» WHAT NEEDS TO BE DONE
Lift out each line of the data that holds "axum".

» PROVIDED INFORMATION
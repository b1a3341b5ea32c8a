//! Static video serving from the configured content roots.
//!
//! Lookup walks the roots in their configured order and the first root
//! holding the requested file wins. A request is rejected before any
//! filesystem access if it could resolve outside the roots.

use std::path::{Component, Path as FsPath, PathBuf};

use axum::body::Body;
use axum::extract::{Path, State};
use axum::http::header::{self, HeaderMap};
use axum::http::StatusCode;
use axum::response::{IntoResponse, Response};
use axum::Json;
use serde::Serialize;
use tokio::io::{AsyncReadExt, AsyncSeekExt};
use tokio_util::io::ReaderStream;

use crate::error::{AppError, AppResult};
use crate::response::DataResponse;
use crate::state::AppState;

/// Slice size for open-ended range requests (`bytes=N-`), 1 MiB. Browsers
/// follow up with the next range themselves.
const OPEN_RANGE_CHUNK: u64 = 1024 * 1024;

/// Content-Type by extension. The roots hold rendered animations, so only
/// video containers get a real type; anything else is an opaque download.
fn mime_for(path: &FsPath) -> &'static str {
    let ext = path
        .extension()
        .and_then(|e| e.to_str())
        .unwrap_or("")
        .to_lowercase();
    match ext.as_str() {
        "mp4" | "m4v" => "video/mp4",
        "webm" => "video/webm",
        "mov" => "video/quicktime",
        "mkv" => "video/x-matroska",
        _ => "application/octet-stream",
    }
}

/// Reduce a requested path to plain normal components.
///
/// Anything containing a root, prefix, or `..` component yields `None`, so
/// the later `root.join(...)` cannot climb out of a content root.
fn sanitize_request_path(requested: &str) -> Option<PathBuf> {
    let mut clean = PathBuf::new();
    for component in FsPath::new(requested).components() {
        match component {
            Component::Normal(part) => clean.push(part),
            Component::CurDir => {}
            _ => return None,
        }
    }
    if clean.as_os_str().is_empty() {
        return None;
    }
    Some(clean)
}

/// First root that holds `relative` as a regular file.
async fn resolve_in_roots(roots: &[PathBuf], relative: &FsPath) -> Option<PathBuf> {
    for root in roots {
        let candidate = root.join(relative);
        match tokio::fs::metadata(&candidate).await {
            Ok(meta) if meta.is_file() => return Some(candidate),
            _ => continue,
        }
    }
    None
}

/// Parse `bytes=START-END` (END optional) into `(start, Option<end>)`.
fn parse_byte_range(value: &str) -> Option<(u64, Option<u64>)> {
    let (start, end) = value.strip_prefix("bytes=")?.split_once('-')?;
    let start = start.parse::<u64>().ok()?;
    let end = match end {
        "" => None,
        e => Some(e.parse::<u64>().ok()?),
    };
    Some((start, end))
}

/// Bare 404. Video elements probe aggressively for missing files, so they
/// get an empty body rather than a JSON envelope.
fn not_found() -> Response {
    Response::builder()
        .status(StatusCode::NOT_FOUND)
        .body(Body::empty())
        .unwrap()
}

/// GET /videos-content/{*path}
///
/// Streams a file from the content roots, honoring `Range` requests.
pub async fn serve_content(
    State(state): State<AppState>,
    Path(requested): Path<String>,
    headers: HeaderMap,
) -> AppResult<Response> {
    let Some(relative) = sanitize_request_path(&requested) else {
        tracing::warn!(path = %requested, "Content request rejected by path containment");
        return Ok(not_found());
    };

    let Some(file_path) = resolve_in_roots(&state.config.video_dirs, &relative).await else {
        return Ok(not_found());
    };

    let file_size = tokio::fs::metadata(&file_path)
        .await
        .map_err(|e| AppError::InternalError(e.to_string()))?
        .len();
    let mime = mime_for(&file_path);

    let range = headers
        .get(header::RANGE)
        .and_then(|v| v.to_str().ok())
        .and_then(parse_byte_range);

    match range {
        Some((start, end)) => serve_range(&file_path, file_size, mime, start, end).await,
        None => serve_full(&file_path, file_size, mime).await,
    }
}

async fn serve_full(path: &FsPath, file_size: u64, mime: &'static str) -> AppResult<Response> {
    let file = tokio::fs::File::open(path)
        .await
        .map_err(|e| AppError::InternalError(e.to_string()))?;

    Ok(Response::builder()
        .status(StatusCode::OK)
        .header(header::CONTENT_TYPE, mime)
        .header(header::CONTENT_LENGTH, file_size.to_string())
        .header(header::ACCEPT_RANGES, "bytes")
        .body(Body::from_stream(ReaderStream::new(file)))
        .unwrap())
}

async fn serve_range(
    path: &FsPath,
    file_size: u64,
    mime: &'static str,
    start: u64,
    end: Option<u64>,
) -> AppResult<Response> {
    let last = file_size.saturating_sub(1);
    let end = match end {
        Some(e) => e.min(last),
        // Open-ended: answer with one chunk, not the whole tail.
        None => start.saturating_add(OPEN_RANGE_CHUNK - 1).min(last),
    };

    if start >= file_size || start > end {
        return Ok(Response::builder()
            .status(StatusCode::RANGE_NOT_SATISFIABLE)
            .header(header::CONTENT_RANGE, format!("bytes */{file_size}"))
            .body(Body::empty())
            .unwrap());
    }

    let mut file = tokio::fs::File::open(path)
        .await
        .map_err(|e| AppError::InternalError(e.to_string()))?;
    file.seek(std::io::SeekFrom::Start(start))
        .await
        .map_err(|e| AppError::InternalError(e.to_string()))?;

    let length = end - start + 1;
    let slice = file.take(length);

    Ok(Response::builder()
        .status(StatusCode::PARTIAL_CONTENT)
        .header(header::CONTENT_TYPE, mime)
        .header(header::CONTENT_LENGTH, length.to_string())
        .header(
            header::CONTENT_RANGE,
            format!("bytes {start}-{end}/{file_size}"),
        )
        .header(header::ACCEPT_RANGES, "bytes")
        .body(Body::from_stream(ReaderStream::new(slice)))
        .unwrap())
}

/// One configured content root and the files it currently holds.
#[derive(Debug, Serialize)]
pub struct ContentRootListing {
    pub path: String,
    pub exists: bool,
    pub files: Vec<String>,
}

/// GET /check-videos
///
/// Diagnostic listing of the content roots. Answers "is the server actually
/// looking where the renderer writes" without shell access to the host.
pub async fn check_videos(State(state): State<AppState>) -> AppResult<impl IntoResponse> {
    let mut listings = Vec::with_capacity(state.config.video_dirs.len());

    for root in &state.config.video_dirs {
        let mut files = Vec::new();
        let exists = match tokio::fs::read_dir(root).await {
            Ok(mut entries) => {
                while let Ok(Some(entry)) = entries.next_entry().await {
                    files.push(entry.file_name().to_string_lossy().into_owned());
                }
                files.sort();
                true
            }
            Err(_) => false,
        };
        listings.push(ContentRootListing {
            path: root.to_string_lossy().into_owned(),
            exists,
            files,
        });
    }

    Ok(Json(DataResponse::new(listings)))
}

» ANSWER AREA
use axum::body::Body;
use axum::extract::{Path, State};
use axum::http::header::{self, HeaderMap};
use axum::http::StatusCode;
use axum::response::{IntoResponse, Response};
use axum::Json;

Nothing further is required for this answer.